The first thing, Gentle Readers, is savings. I struggle with saving money so badly. I struggle with the concept and the execution. I struggle with the lack of imminent reward. (There is a reason for that – look to the next post for an explanation!)
I follow @My Frugal Year on Instagram, and if you don’t, you should. Like me, she struggled with debt, and like me, worked hard to pay it off (she did it alone, and it was much, much more than mine). So when she promoted Chip savings in early January, I was suspicious but curious.
Chip is an AI savings app on your phone, that accesses your bank, skims your transactions and works out how much you can save every four days or so. It takes account of upcoming payments, historical spend and other bank-related things before offering you the option to save as much or as little as you like. Once you’ve said YES, Chip whips the money out of your current account and into a savings account with a small interest rate, where, and this is the gamechanger for me, you can assign the money to a specific goal.
And here’s where Chip has made saving appealing to me. Within the app, you create the goal, and put a picture on it, and the app calculates how long it will take you to reach that goal. So when I put a picture of a new dress for my friend’s wedding, estimated the prices, and set myself a deadline (for a month before the event), the app worked it out and told me, “If you stick with this rate of saving, you’ll reach that goal on 13th July 2022.” Which is actually two whole months before the event. DOUBLE WIN.

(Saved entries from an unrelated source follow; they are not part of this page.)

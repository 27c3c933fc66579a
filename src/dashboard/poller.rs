//! Realtime Poller
//!
//! Background task that re-runs a fetch on a fixed cadence.

use std::future::Future;
use std::time::Duration;
use tokio::task::JoinHandle;
use tokio::time::{Instant, MissedTickBehavior};

/// Handle to a running poller; stopping or dropping it aborts the task
#[derive(Debug)]
pub struct PollHandle {
    task: JoinHandle<()>,
}

impl PollHandle {
    pub fn stop(self) {
        drop(self);
    }

    pub fn is_finished(&self) -> bool {
        self.task.is_finished()
    }
}

impl Drop for PollHandle {
    fn drop(&mut self) {
        self.task.abort();
    }
}

/// Run `tick` every `period`, first run one period from now
pub fn spawn_poller<F, Fut>(period: Duration, mut tick: F) -> PollHandle
where
    F: FnMut() -> Fut + Send + 'static,
    Fut: Future<Output = ()> + Send + 'static,
{
    let period = period.max(Duration::from_millis(1));

    let task = tokio::spawn(async move {
        let mut ticker = tokio::time::interval_at(Instant::now() + period, period);
        ticker.set_missed_tick_behavior(MissedTickBehavior::Delay);

        loop {
            ticker.tick().await;
            tracing::trace!("Poller tick");
            tick().await;
        }
    });

    PollHandle { task }
}
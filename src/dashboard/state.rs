//! Dashboard state
//!
//! Snapshot published to the renderer after every change.

use crate::api::{AnalyticsSummary, RealtimeSnapshot};
use crate::filter::{AppRegistry, FilterSelection};
use chrono::{DateTime, Utc};
use tokio::sync::watch;

/// Everything the view needs to draw the dashboard
#[derive(Debug, Clone, Default)]
pub struct DashboardState {
    /// Applications loaded at mount
    pub registry: AppRegistry,
    /// Current selection
    pub filter: FilterSelection,
    /// Last successfully fetched summary, kept while a new one loads
    pub summary: Option<AnalyticsSummary>,
    /// Last successfully fetched realtime snapshot
    pub realtime: Option<RealtimeSnapshot>,
    pub summary_updated_at: Option<DateTime<Utc>>,
    pub realtime_updated_at: Option<DateTime<Utc>>,
    summary_in_flight: usize,
}

impl DashboardState {
    pub fn new(filter: FilterSelection) -> Self {
        Self {
            filter,
            ..Self::default()
        }
    }

    /// True while at least one summary request is outstanding
    pub fn loading(&self) -> bool {
        self.summary_in_flight > 0
    }
}

/// Holds the loading flag up for as long as it lives
pub(crate) struct LoadingGuard<'a> {
    state: &'a watch::Sender<DashboardState>,
}

impl<'a> LoadingGuard<'a> {
    pub(crate) fn acquire(state: &'a watch::Sender<DashboardState>) -> Self {
        state.send_modify(|s| s.summary_in_flight += 1);
        Self { state }
    }
}

impl Drop for LoadingGuard<'_> {
    fn drop(&mut self) {
        self.state
            .send_modify(|s| s.summary_in_flight = s.summary_in_flight.saturating_sub(1));
    }
}

#[cfg(test)]
mod tests {
    use super::*;

    #[test]
    fn test_guard_sets_and_clears_loading() {
        let (tx, rx) = watch::channel(DashboardState::default());
        assert!(!rx.borrow().loading());

        {
            let _guard = LoadingGuard::acquire(&tx);
            assert!(rx.borrow().loading());
        }

        assert!(!rx.borrow().loading());
    }

    #[test]
    fn test_overlapping_guards() {
        let (tx, rx) = watch::channel(DashboardState::default());

        let first = LoadingGuard::acquire(&tx);
        let second = LoadingGuard::acquire(&tx);
        drop(first);
        assert!(rx.borrow().loading());

        drop(second);
        assert!(!rx.borrow().loading());
    }
}
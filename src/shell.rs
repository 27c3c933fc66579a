//! Interactive commands
//!
//! Line commands accepted by `pulseboard watch` on stdin.

use crate::filter::{AppSelection, FilterError, TimeRange};

/// A parsed line from the interactive prompt
#[derive(Debug, Clone, PartialEq, Eq)]
pub enum ShellCommand {
    Refresh,
    Range(TimeRange),
    App(AppSelection),
    Quit,
    /// Blank line
    Nothing,
}

/// Parse errors shown back to the user
#[derive(Debug, Clone, PartialEq, Eq, thiserror::Error)]
pub enum ShellError {
    #[error("{0}")]
    Filter(#[from] FilterError),

    #[error("Usage: {0}")]
    Usage(&'static str),

    #[error("Unknown command {0:?} (try: r, range N, app KEY|all, q)")]
    Unknown(String),
}

pub fn parse_command(line: &str) -> Result<ShellCommand, ShellError> {
    let line = line.trim();
    if line.is_empty() {
        return Ok(ShellCommand::Nothing);
    }
    // The argument is the rest of the line; app keys may contain spaces
    let (command, argument) = match line.split_once(char::is_whitespace) {
        Some((command, rest)) => (command, Some(rest.trim()).filter(|r| !r.is_empty())),
        None => (line, None),
    };

    match (command.to_ascii_lowercase().as_str(), argument) {
        ("r" | "refresh", _) => Ok(ShellCommand::Refresh),
        ("q" | "quit" | "exit", _) => Ok(ShellCommand::Quit),
        ("range", Some(days)) => Ok(ShellCommand::Range(days.parse()?)),
        ("range", None) => Err(ShellError::Usage("range 1|7|30|90")),
        ("app", Some(key)) => Ok(ShellCommand::App(AppSelection::from_key(key))),
        ("app", None) => Err(ShellError::Usage("app KEY|all")),
        _ => Err(ShellError::Unknown(command.to_string())),
    }
}
//! Dashboard Coordinator
//!
//! Drives what gets fetched, when, and how failures are handled.
//!
//! ## Lifecycle
//!
//! 1. [`Dashboard::mount`] loads the application registry once
//! 2. Summary and realtime fetches run immediately
//! 3. A poller re-fetches realtime data every 30 seconds
//! 4. Each filter change replaces the poller and fetches both again
//! 5. [`Dashboard::unmount`] (or drop) stops the poller
//!
//! ## Failure handling
//!
//! - Summary `401`: session cleared, logout hook invoked
//! - Anything else: logged, last good data stays on screen
//! - Registry failure: logged, empty registry

mod coordinator;
mod loader;
mod poller;
mod sequence;
mod state;

pub use coordinator::{Dashboard, DashboardConfig, LogoutHook, DEFAULT_REALTIME_INTERVAL};
pub use loader::load_apps;
pub use poller::{spawn_poller, PollHandle};
pub use state::DashboardState;
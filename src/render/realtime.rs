//! Realtime widget

use super::{format_number, SKELETON};
use crate::api::RealtimeSnapshot;

const TOP_COUNTRIES: usize = 5;
const SPARK_LEVELS: [char; 8] = ['▁', '▂', '▃', '▄', '▅', '▆', '▇', '█'];

/// Render the widget; a skeleton is shown while loading or before any data
pub fn render_realtime(snapshot: Option<&RealtimeSnapshot>, loading: bool) -> Vec<String> {
    let snapshot = match snapshot {
        Some(snapshot) if !loading => snapshot,
        _ => {
            return vec![
                SKELETON.repeat(14),
                SKELETON.repeat(8),
                SKELETON.repeat(30),
                SKELETON.repeat(20),
            ]
        }
    };

    let mut lines = vec![
        "Real-time (Last 30 min)".to_string(),
        format_number(snapshot.active_users),
        "Active users right now".to_string(),
        String::new(),
        "Users per minute".to_string(),
        sparkline(snapshot.users_by_minute.iter().map(|m| m.users)),
        String::new(),
        "Users by country".to_string(),
    ];

    if snapshot.users_by_country.is_empty() {
        lines.push("No active users by country".to_string());
    } else {
        let width = snapshot
            .users_by_country
            .iter()
            .take(TOP_COUNTRIES)
            .map(|c| c.country.chars().count())
            .max()
            .unwrap_or(0);

        for country in snapshot.users_by_country.iter().take(TOP_COUNTRIES) {
            lines.push(format!(
                "{:<w$}  {}",
                country.country,
                format_number(country.users),
                w = width
            ));
        }
    }

    lines
}

fn sparkline(values: impl Iterator<Item = u64> + Clone) -> String {
    let max = values.clone().max().unwrap_or(0);
    values
        .map(|v| {
            if max == 0 {
                SPARK_LEVELS[0]
            } else {
                let level = (v * (SPARK_LEVELS.len() as u64 - 1)) / max;
                SPARK_LEVELS[level as usize]
            }
        })
        .collect()
}
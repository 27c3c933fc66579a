//! API Error Types
//!
//! Errors surfaced by calls to the analytics API.

use thiserror::Error;

/// Fallback message when a login failure carries no detail
pub const LOGIN_FAILED_MESSAGE: &str = "Login failed. Please try again.";

/// Errors that can occur when talking to the analytics API
#[derive(Error, Debug)]
pub enum ApiError {
    /// The token is missing, expired or rejected (HTTP 401)
    #[error("Unauthorized")]
    Unauthorized,

    /// Login was refused; carries the message to show the user
    #[error("{0}")]
    LoginRejected(String),

    /// Any other non-success status
    #[error("API error {status}: {message}")]
    Status { status: u16, message: String },

    #[error("Request timeout")]
    Timeout,

    #[error("Analytics API unavailable")]
    Unavailable,

    #[error("Request failed: {0}")]
    Request(reqwest::Error),

    /// Response body did not match the expected shape
    #[error("Decode error: {0}")]
    Decode(String),

    /// The token could not be persisted
    #[error("Session error: {0}")]
    Session(#[from] crate::session::SessionError),
}

impl ApiError {
    pub fn is_unauthorized(&self) -> bool {
        matches!(self, ApiError::Unauthorized)
    }
}

impl From<reqwest::Error> for ApiError {
    fn from(e: reqwest::Error) -> Self {
        if e.is_timeout() {
            ApiError::Timeout
        } else if e.is_connect() {
            ApiError::Unavailable
        } else if e.is_decode() {
            ApiError::Decode(e.to_string())
        } else {
            ApiError::Request(e)
        }
    }
}

/// Result type alias for API calls
pub type ApiResult<T> = Result<T, ApiError>;

#[cfg(test)]
mod tests {
    use super::*;

    #[test]
    fn test_error_display() {
        assert_eq!(ApiError::Unauthorized.to_string(), "Unauthorized");

        let err = ApiError::Status {
            status: 500,
            message: "boom".to_string(),
        };
        assert_eq!(err.to_string(), "API error 500: boom");

        let err = ApiError::LoginRejected("Incorrect email or password".to_string());
        assert_eq!(err.to_string(), "Incorrect email or password");
    }

    #[test]
    fn test_is_unauthorized() {
        assert!(ApiError::Unauthorized.is_unauthorized());
        assert!(!ApiError::Timeout.is_unauthorized());
        assert!(!ApiError::Status {
            status: 403,
            message: String::new()
        }
        .is_unauthorized());
    }
}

Anyway, all this to say that somehow, in a month, I’ve managed to save £109, and since I can’t figure out how to get the money back out of the app, that’s £109 of actual savings I’ve made. Which is a VAST IMPROVEMENT from last January, when I had £25 in a savings account and I had to take it out to buy food. SO. All I’m saying is Chip might be magic.
If anyone wants to try it, by the way, I have a referral code, and if you sign up, deposit £1 minimum and leave it there for a month, we both get £10. FREE MONEY. #mykindasavings
Anyway, my radical self-care this month has been fiscal responsibility, which means I’ve been bloody childish in some other areas of my life. Look out for fiscal irresponsibility next month, when I go mental and purchase a yacht in the return swing of this blast of adulting.